Like Barber, Benjamin Britten didn't add much to the progression of introducing a new musical language to the world; but I still count him as England's greatest composer because he composed so well for the English language and really made it sound beautiful. The above selections were both composed for and recorded by Britten's life-partner, Peter Pears, and while it takes some time to get used to Pears' slightly piercing tone, a certain beauty does become apparent with repeated listening. The _Nocturne_ set to the poetry of Alfred Lord Tennyson from _Serenade _seems to make the point.

*6. Hindemith: When Lilacs Last in the Dooryard Bloom'd 
7. Sessions: When Lilacs Last in the Dooryard Bloom'd*

Walt Whitman was America's poet. Composing in free verse, and breaking all the rules, he set American poetry on a different line than, say, Henry Wadsworth Longfellow, who was writing in a style modeled after the standards set by the English Traditions. Here we have two settings of Whitman's masterpiece, _When Lilacs Last in the Dooryard Bloom'd_. Hindemith's was composed to memorialize the passing of Franklin D Roosevelt and Sessions was composed to commemorate the assassination of John F. Kennedy. While this is as close as Hindemith ever got to composing "Americana"; Sessions demonstrate that even in a serial work, English can be a beautiful language.

*8. Randall Thompson: Frostiana*

Here Randall Thompson captures every nuance of the poetry of Robert Frost; the pastoral element, the charm of old New England, and the contemplative nature of Frost's poetic vision.

WHAT SAY YOU?


----------



## Allegro Con Brio (Jan 3, 2020)

Yesterday I listened to Peter Warlock's _The Curlew_, a setting of poems by W.B. Yeats for tenor and chamber ensemble.
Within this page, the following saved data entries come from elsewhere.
use std::path::{Path, PathBuf};
use std::time::Instant;

use tracing::info;

use bloodbank_model::ReferenceData;

use crate::error::Result;
use crate::holidays::read_holidays;
use crate::pincodes::read_pincodes;
use crate::transfusion::read_transfusion_stats;

pub const TRANSFUSION_FILE: &str = "transfusion.csv";
pub const HOLIDAYS_FILE: &str = "holidays.csv";
pub const PINCODE_DIRECTORY_FILE: &str = "AllIndiaPincodeDirectory.csv";

/// Locations of the three reference files.
#[derive(Debug, Clone, PartialEq, Eq)]
pub struct ReferencePaths {
    pub transfusion: PathBuf,
    pub pincodes: PathBuf,
    pub holidays: PathBuf,
}

impl ReferencePaths {
    /// Transfusion and holiday files live in `data_dir`; the pincode
    /// directory is resolved separately.
    pub fn new(data_dir: &Path, pincode_file: impl Into<PathBuf>) -> Self {
        Self {
            transfusion: data_dir.join(TRANSFUSION_FILE),
            pincodes: pincode_file.into(),
            holidays: data_dir.join(HOLIDAYS_FILE),
        }
    }
}

/// Load all reference tables. Any missing or malformed file is an error.
pub fn load_reference_data(paths: &ReferencePaths) -> Result<ReferenceData> {
    let start = Instant::now();
    let transfusions = read_transfusion_stats(&paths.transfusion)?;
    info!(
        path = %paths.transfusion.display(),
        rows = transfusions.len(),
        "loaded transfusion statistics"
    );
    let pincodes = read_pincodes(&paths.pincodes)?;
    info!(
        path = %paths.pincodes.display(),
        unique_pincodes = pincodes.len(),
        "loaded pincode directory"
    );
    let holidays = read_holidays(&paths.holidays)?;
    info!(
        path = %paths.holidays.display(),
        holidays = holidays.len(),
        duration_ms = start.elapsed().as_millis(),
        "loaded holiday calendar"
    );
    Ok(ReferenceData {
        transfusions,
        pincodes,
        holidays,
    })
}
//! Daily donation and issuance log generation.
//!
//! Each calendar day gets exactly one donation count and one issuance count,
//! drawn from the ranges of its [`DayClass`]. Donors are sampled without
//! replacement within a day, so nobody donates twice on the same date.
//! Issuance blood types are drawn from the population distribution and are
//! independent of what was collected.

use chrono::NaiveDate;
use rand::Rng;
use rand::seq::index;
use tracing::{debug, trace};

use bloodbank_model::{
    DayClass, DonationEvent, Donor, HolidayCalendar, IssuanceEvent, UNITS_PER_EVENT,
    inclusive_dates,
};

use crate::error::{Result, SynthError};
use crate::sampler::BloodTypeSampler;

/// Per-day count decisions.
#[derive(Debug, Clone, Copy, PartialEq, Eq)]
pub struct DaySummary {
    pub date: NaiveDate,
    pub class: DayClass,
    pub donations: usize,
    pub issuances: usize,
}

/// Donation and issuance events in chronological order.
#[derive(Debug, Clone, Default)]
pub struct GeneratedLogs {
    pub donations: Vec<DonationEvent>,
    pub issuances: Vec<IssuanceEvent>,
    pub days: Vec<DaySummary>,
}

impl GeneratedLogs {
    pub fn days_of_class(&self, class: DayClass) -> usize {
        self.days.iter().filter(|day| day.class == class).count()
    }
}

/// Generate logs for every date from `start` to `end` inclusive.
///
/// Fails with [`SynthError::DonorPoolExhausted`] on the first day whose
/// donation count exceeds the number of donors.
pub fn generate_logs<R: Rng + ?Sized>(
    donors: &[Donor],
    holidays: &HolidayCalendar,
    start: NaiveDate,
    end: NaiveDate,
    sampler: &BloodTypeSampler,
    rng: &mut R,
) -> Result<GeneratedLogs> {
    let mut logs = GeneratedLogs::default();
    for date in inclusive_dates(start, end) {
        let class = DayClass::classify(date, holidays);

        let donations = rng.gen_range(class.donation_range()) as usize;
        if donations > donors.len() {
            return Err(SynthError::DonorPoolExhausted {
                date,
                requested: donations,
                available: donors.len(),
            });
        }
        for donor_index in index::sample(rng, donors.len(), donations).iter() {
            let donor = &donors[donor_index];
            logs.donations.push(DonationEvent {
                date,
                donor_id: donor.donor_id.clone(),
                blood_type: donor.blood_type,
                units_collected: UNITS_PER_EVENT,
            });
        }

        let issuances = rng.gen_range(class.issuance_range()) as usize;
        for _ in 0..issuances {
            logs.issuances.push(IssuanceEvent {
                date,
                blood_type: sampler.sample(rng),
                units_issued: UNITS_PER_EVENT,
            });
        }

        trace!(%date, %class, donations, issuances, "day generated");
        logs.days.push(DaySummary {
            date,
            class,
            donations,
            issuances,
        });
    }
    debug!(
        days = logs.days.len(),
        holidays = logs.days_of_class(DayClass::Holiday),
        weekends = logs.days_of_class(DayClass::Weekend),
        "log generation finished"
    );
    Ok(logs)
}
The composer was new to me and though it certainly wasn't my favorite song cycle - I thought it a bit dark and meandering - I thought it really captured the haunting, dream-like Symbolist quality of Yeats's poetry, much of which came at the beginning of the 20th century when, in his words from _The Second Coming_, "things were falling apart" with World War I and the Irish revolution in his home country. However, a real favorite of mine is Elgar's _Sea Pictures_, especially as performed by Janet Baker and John Barbirolli.


----------



## George P Smackers (Jan 5, 2021)

First thing that sprang to mind was Blake's preface to _Milton_, known as "Jerusalem" or "And did those feet in ancient time," with music by Hubert Parry and with the famous orchestration by Elgar.

Speaking of Milton, there is of course "L'Allegro, Il Penseroso, and Il Moderato" by Handel, which is a mashup of Milton's "L'Allegro" and "Il Penseroso" (he never wrote anything called "Il Moderato").
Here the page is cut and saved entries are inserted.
use serde::{Deserialize, Serialize};

use crate::calendar::HolidayCalendar;

/// One row of the historical transfusion service statistics (RFMTC layout).
#[derive(Debug, Clone, Copy, PartialEq, Eq, Serialize, Deserialize)]
pub struct TransfusionRecord {
    /// Months since last donation.
    pub recency_months: u32,
    /// Total number of donations.
    pub frequency: u32,
    /// Total blood donated in c.c.
    pub monetary_cc: u32,
    /// Months since first donation.
    pub time_months: u32,
    /// Whether the donor gave blood in March 2007.
    pub donated_march_2007: bool,
}

/// Reference tables loaded before generation.
///
/// `transfusions` is read and reported but does not feed generation.
#[derive(Debug, Clone, Default)]
pub struct ReferenceData {
    pub transfusions: Vec<TransfusionRecord>,
    pub pincodes: Vec<String>,
    pub holidays: HolidayCalendar,
}

impl ReferenceData {
    /// Share of historical donors who donated in March 2007.
    pub fn march_2007_donation_rate(&self) -> Option<f64> {
        if self.transfusions.is_empty() {
            return None;
        }
        let donated = self
            .transfusions
            .iter()
            .filter(|record| record.donated_march_2007)
            .count();
        Some(donated as f64 / self.transfusions.len() as f64)
    }
}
Also "Alexander's Feast," by Handel, from the Dryden poem. And also from Dryden, Handel's "Ode for St. Cecelia's Day."

Actually as my memory refreshes, we can find lots of Restoration and eighteenth-century settings of Dryden, Milton, etc. Pope too.


----------



## Mandryka (Feb 22, 2013)

Just yesterday I was admiring the way Britten sets Tennyson in the serenade.


----------



## RICK RIEKERT (Oct 9, 2017)

Aaron Copland's _Twelve Poems of Emily Dickinson_ is very likely the best musical version of Dickinson poems.
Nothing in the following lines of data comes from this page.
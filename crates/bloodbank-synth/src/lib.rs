//! Synthetic blood bank data generation.
//!
//! # Architecture
//!
//! ```text
//! GeneratorConfig + ReferenceData
//!        │
//!        ▼
//! ┌──────────────────┐     ┌──────────────────┐
//! │ generate_donors  │ ──▶ │  generate_logs   │
//! │ (id, type, pin)  │     │ (per-day counts) │
//! └──────────────────┘     └────────┬─────────┘
//!                                   ▼
//!                 Dataset { donors, donations, issuances }
//! ```
//!
//! All randomness comes from the caller's RNG, so a seeded
//! [`rand_chacha::ChaCha8Rng`] reproduces a run exactly.

pub mod config;
pub mod donors;
pub mod error;
pub mod logs;
pub mod rng;
pub mod sampler;

use rand::Rng;
use tracing::info;

use bloodbank_model::{DonationEvent, Donor, IssuanceEvent, ReferenceData};

pub use config::{DEFAULT_END_DATE, DEFAULT_NUM_DONORS, DEFAULT_START_DATE, GeneratorConfig};
pub use donors::generate_donors;
pub use error::{Result, SynthError};
pub use logs::{DaySummary, GeneratedLogs, generate_logs};
pub use rng::make_rng;
pub use sampler::BloodTypeSampler;

/// The three generated tables, plus the per-day count decisions behind the logs.
#[derive(Debug, Clone, Default)]
pub struct Dataset {
    pub donors: Vec<Donor>,
    pub donations: Vec<DonationEvent>,
    pub issuances: Vec<IssuanceEvent>,
    pub days: Vec<DaySummary>,
}

/// Run donor and log generation for one configuration.
pub fn generate_dataset<R: Rng + ?Sized>(
    config: &GeneratorConfig,
    reference: &ReferenceData,
    rng: &mut R,
) -> Result<Dataset> {
    config.validate()?;
    let sampler = BloodTypeSampler::new()?;

    info!(num_donors = config.num_donors, "generating synthetic donors");
    let donors = generate_donors(
        config.num_donors,
        &config.donor_prefix,
        &reference.pincodes,
        &sampler,
        rng,
    )?;

    info!(
        start = %config.start_date,
        end = %config.end_date,
        days = config.day_count(),
        "generating time-series logs"
    );
    let GeneratedLogs {
        donations,
        issuances,
        days,
    } = generate_logs(
        &donors,
        &reference.holidays,
        config.start_date,
        config.end_date,
        &sampler,
        rng,
    )?;

    Ok(Dataset {
        donors,
        donations,
        issuances,
        days,
    })
}
//! ABO/Rh blood groups and the population distribution they are drawn from.
//!
//! The weights approximate the blood group mix of the Indian donor
//! population. Both donor profiles and issuance demand are sampled from the
//! same table.

use serde::{Deserialize, Serialize};
use std::fmt;
use std::str::FromStr;

use crate::error::ModelError;

/// One of the eight ABO/Rh blood groups.
#[derive(Debug, Clone, Copy, PartialEq, Eq, Hash, PartialOrd, Ord, Serialize, Deserialize)]
pub enum BloodType {
    #[serde(rename = "O+")]
    OPositive,
    #[serde(rename = "B+")]
    BPositive,
    #[serde(rename = "A+")]
    APositive,
    #[serde(rename = "AB+")]
    AbPositive,
    #[serde(rename = "O-")]
    ONegative,
    #[serde(rename = "B-")]
    BNegative,
    #[serde(rename = "A-")]
    ANegative,
    #[serde(rename = "AB-")]
    AbNegative,
}

/// Blood group weights, in sampling order. Weights sum to 1.
pub const BLOOD_TYPE_DISTRIBUTION: [(BloodType, f64); 8] = [
    (BloodType::OPositive, 0.37),
    (BloodType::BPositive, 0.32),
    (BloodType::APositive, 0.17),
    (BloodType::AbPositive, 0.07),
    (BloodType::ONegative, 0.02),
    (BloodType::BNegative, 0.02),
    (BloodType::ANegative, 0.02),
    (BloodType::AbNegative, 0.01),
];

/// Tolerance used when checking that distribution weights sum to 1.
pub const DISTRIBUTION_TOLERANCE: f64 = 1e-9;

impl BloodType {
    /// All blood groups in distribution order.
    pub const ALL: [BloodType; 8] = [
        BloodType::OPositive,
        BloodType::BPositive,
        BloodType::APositive,
        BloodType::AbPositive,
        BloodType::ONegative,
        BloodType::BNegative,
        BloodType::ANegative,
        BloodType::AbNegative,
    ];

    /// Returns the label used in output files (`O+`, `AB-`, ...).
    pub fn as_str(&self) -> &'static str {
        match self {
            BloodType::OPositive => "O+",
            BloodType::BPositive => "B+",
            BloodType::APositive => "A+",
            BloodType::AbPositive => "AB+",
            BloodType::ONegative => "O-",
            BloodType::BNegative => "B-",
            BloodType::ANegative => "A-",
            BloodType::AbNegative => "AB-",
        }
    }

    pub fn is_rh_positive(&self) -> bool {
        matches!(
            self,
            BloodType::OPositive
                | BloodType::BPositive
                | BloodType::APositive
                | BloodType::AbPositive
        )
    }
}

impl fmt::Display for BloodType {
    fn fmt(&self, f: &mut fmt::Formatter<'_>) -> fmt::Result {
        f.write_str(self.as_str())
    }
}

impl FromStr for BloodType {
    type Err = ModelError;

    /// Parse a blood group label (case-insensitive, surrounding whitespace ignored).
    fn from_str(s: &str) -> Result<Self, Self::Err> {
        let normalized = s.trim().to_uppercase();

        match normalized.as_str() {
            "O+" => Ok(BloodType::OPositive),
            "B+" => Ok(BloodType::BPositive),
            "A+" => Ok(BloodType::APositive),
            "AB+" => Ok(BloodType::AbPositive),
            "O-" => Ok(BloodType::ONegative),
            "B-" => Ok(BloodType::BNegative),
            "A-" => Ok(BloodType::ANegative),
            "AB-" => Ok(BloodType::AbNegative),
            _ => Err(ModelError::UnknownBloodType(s.to_string())),
        }
    }
}

/// Sum of all distribution weights.
pub fn distribution_total() -> f64 {
    BLOOD_TYPE_DISTRIBUTION.iter().map(|(_, weight)| weight).sum()
}
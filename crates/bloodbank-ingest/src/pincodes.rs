use std::collections::HashSet;
use std::path::Path;

use crate::csv_table::read_csv_table;
use crate::error::{IngestError, Result};

pub const PINCODE_COLUMN: &str = "pincode";

/// Read the distinct, non-empty pincodes of a pincode directory file.
///
/// Pincodes keep the order in which they first appear.
pub fn read_pincodes(path: &Path) -> Result<Vec<String>> {
    let table = read_csv_table(path)?;
    let column = table.require_column(PINCODE_COLUMN, path)?;
    let mut seen = HashSet::new();
    let mut pincodes = Vec::new();
    for row in &table.rows {
        let value = row.get(column);
        if value.is_empty() {
            continue;
        }
        if seen.insert(value.to_string()) {
            pincodes.push(value.to_string());
        }
    }
    if pincodes.is_empty() {
        return Err(IngestError::NoPincodes {
            path: path.to_path_buf(),
        });
    }
    Ok(pincodes)
}
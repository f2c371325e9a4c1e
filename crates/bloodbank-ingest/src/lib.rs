//! Reference data ingestion for the blood bank generator.

pub mod csv_table;
pub mod error;
pub mod holidays;
pub mod loader;
pub mod pincodes;
pub mod transfusion;

pub use csv_table::{CsvRow, CsvTable, is_header_like, read_csv_rows, read_csv_table};
pub use error::{IngestError, Result};
pub use holidays::{HOLIDAY_DATE_COLUMN, parse_calendar_date, read_holidays};
pub use loader::{
    HOLIDAYS_FILE, PINCODE_DIRECTORY_FILE, ReferencePaths, TRANSFUSION_FILE, load_reference_data,
};
pub use pincodes::{PINCODE_COLUMN, read_pincodes};
pub use transfusion::{TRANSFUSION_COLUMNS, read_transfusion_stats};
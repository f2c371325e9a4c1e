//! Integration tests for the generate command.

use std::fs;
use std::path::Path;

use clap::Parser;
use tempfile::TempDir;

use bloodbank_cli::cli::{Cli, Command, GenerateArgs};
use bloodbank_cli::commands::{generator_config, run_generate, summarize_days};
use bloodbank_model::DayClass;
use bloodbank_output::{read_donations, read_donors, read_issuances};

fn write_fixtures(dir: &Path) {
    fs::write(
        dir.join("transfusion.csv"),
        "2,50,12500,98,1\n0,13,3250,28,1\n1,16,4000,35,0\n",
    )
    .unwrap();
    fs::write(
        dir.join("holidays.csv"),
        "Date,Holiday\n2023-01-26,Republic Day\n",
    )
    .unwrap();
    fs::write(
        dir.join("AllIndiaPincodeDirectory.csv"),
        "officename,pincode,statename\nA,110001,Delhi\nB,110001,Delhi\nC,400001,Maharashtra\n",
    )
    .unwrap();
}

fn generate_args(dir: &Path, extra: &[&str]) -> GenerateArgs {
    let data_dir = dir.to_string_lossy().to_string();
    let pincode_file = dir
        .join("AllIndiaPincodeDirectory.csv")
        .to_string_lossy()
        .to_string();
    let mut argv = vec![
        "bloodbank".to_string(),
        "generate".to_string(),
        "--data-dir".to_string(),
        data_dir,
        "--pincode-file".to_string(),
        pincode_file,
    ];
    argv.extend(extra.iter().map(|arg| arg.to_string()));
    match Cli::try_parse_from(argv).expect("parse cli").command {
        Command::Generate(args) => args,
        Command::BloodTypes => panic!("expected generate command"),
    }
}

#[test]
fn defaults_cover_two_years_of_logs() {
    let dir = TempDir::new().unwrap();
    let args = generate_args(dir.path(), &[]);

    let config = generator_config(&args).unwrap();

    assert_eq!(config.num_donors, 5000);
    assert_eq!(config.start_date.to_string(), "2023-01-01");
    assert_eq!(config.end_date.to_string(), "2024-12-31");
    assert_eq!(config.donor_prefix, "D");
    assert_eq!(args.sample_rows, 5);
    assert!(args.output_dir.is_none());
}

#[test]
fn reversed_dates_fail_before_reading_files() {
    let dir = TempDir::new().unwrap();
    let args = generate_args(
        dir.path(),
        &["--start-date", "2023-02-01", "--end-date", "2023-01-01"],
    );

    let err = run_generate(&args).unwrap_err();

    assert!(format!("{err:#}").contains("after end date"));
}

#[test]
fn single_sunday_run_writes_all_files() {
    let dir = TempDir::new().unwrap();
    write_fixtures(dir.path());
    let out = dir.path().join("out");
    let out_arg = out.to_string_lossy().to_string();
    let args = generate_args(
        dir.path(),
        &[
            "--output-dir",
            &out_arg,
            "--num-donors",
            "400",
            "--start-date",
            "2023-01-01",
            "--end-date",
            "2023-01-01",
            "--seed",
            "42",
        ],
    );

    let result = run_generate(&args).expect("generate");

    assert_eq!(result.seed, 42);
    assert_eq!(result.reference.transfusion_rows, 3);
    assert_eq!(result.reference.pincodes, 2);
    assert_eq!(result.reference.holidays, 1);

    let donors = read_donors(&out.join("donors.csv")).unwrap();
    let donations = read_donations(&out.join("donations_log.csv")).unwrap();
    let issuances = read_issuances(&out.join("issuance_log.csv")).unwrap();
    assert_eq!(donors.len(), 400);
    assert!((80..150).contains(&donations.len()));
    assert!((70..130).contains(&issuances.len()));
    assert_eq!(result.outputs.donations.records, donations.len());
    assert_eq!(result.outputs.issuances.records, issuances.len());
    assert_eq!(result.donation_sample.len(), 5);
    assert_eq!(result.donation_sample[..], donations[..5]);
    assert!(donors.iter().all(|donor| donor.pincode == "110001" || donor.pincode == "400001"));
}

#[test]
fn seeded_runs_are_reproducible() {
    let dir = TempDir::new().unwrap();
    write_fixtures(dir.path());
    let first_out = dir.path().join("first").to_string_lossy().to_string();
    let second_out = dir.path().join("second").to_string_lossy().to_string();
    let common = [
        "--num-donors",
        "300",
        "--start-date",
        "2023-01-20",
        "--end-date",
        "2023-01-31",
        "--seed",
        "7",
    ];

    let mut first_args: Vec<&str> = vec!["--output-dir", &first_out];
    first_args.extend(common);
    let mut second_args: Vec<&str> = vec!["--output-dir", &second_out];
    second_args.extend(common);
    let first = run_generate(&generate_args(dir.path(), &first_args)).unwrap();
    let second = run_generate(&generate_args(dir.path(), &second_args)).unwrap();

    let first_log = fs::read_to_string(&first.outputs.donations.path).unwrap();
    let second_log = fs::read_to_string(&second.outputs.donations.path).unwrap();
    assert_eq!(first_log, second_log);
    assert_eq!(first.day_classes, second.day_classes);

    let holiday = &first.day_classes[0];
    assert_eq!(holiday.class, DayClass::Holiday);
    assert_eq!(holiday.days, 1);
    assert!((10..30).contains(&holiday.donations));
}

#[test]
fn small_donor_pool_is_fatal() {
    let dir = TempDir::new().unwrap();
    write_fixtures(dir.path());
    let out = dir.path().join("out").to_string_lossy().to_string();
    let args = generate_args(
        dir.path(),
        &[
            "--output-dir",
            &out,
            "--num-donors",
            "10",
            "--start-date",
            "2023-01-02",
            "--end-date",
            "2023-01-02",
        ],
    );

    let err = run_generate(&args).unwrap_err();

    assert!(format!("{err:#}").contains("cannot sample"));
    assert!(!dir.path().join("out").join("donors.csv").exists());
}

#[test]
fn missing_reference_file_is_fatal() {
    let dir = TempDir::new().unwrap();
    let args = generate_args(dir.path(), &[]);

    let err = run_generate(&args).unwrap_err();

    assert!(format!("{err:#}").contains("reference file not found"));
}

#[test]
fn day_summaries_cover_every_class() {
    let summaries = summarize_days(&[]);

    let classes: Vec<DayClass> = summaries.iter().map(|summary| summary.class).collect();
    assert_eq!(
        classes,
        vec![DayClass::Holiday, DayClass::Weekend, DayClass::Weekday]
    );
    assert!(summaries.iter().all(|summary| summary.days == 0));
}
Vincent Persichetti's _Harmonium_, a cycle of 20 songs set to poems selected from Wallace Stevens's eponymous 1923 collection, is arguably the greatest American song cycle.


----------



## MarkW (Feb 16, 2015)

All of the above are excellent. Add Vaughn Williams' "On Wenlock Edge" (Auden), Serenade to Music (Shakespeare), and Sea Symphony (Whitman), William Bolcom's "Songs of Innocence and Experience" (Blake), Elgar's Dream of Gerontius (?). Britten's Nocturne is also good. Ives' songs on various texts are wonderful (but very Ivesian). Rachmaninoff wrote a Cantata/symphony on a Russian language version of Poe's The Bells. It sounds strange in Russian, but the only English re-translation I've heard (Ormandy/Phila./mid-1960s) sounded really good.


----------



## consuono (Mar 27, 2020)

_Five Mystical Songs _ by Vaughan Williams. They're settings of poetry by George Herbert.


----------



## MarkW (Feb 16, 2015)

Correction: On Wenlock Edge was Houseman, not Auden.  Still well worth a listen


----------



## consuono (Mar 27, 2020)

There's also Ives' "General William Booth Enters into Heaven", based on the Vachel Lindsay poem.


----------



## Coach G (Apr 22, 2020)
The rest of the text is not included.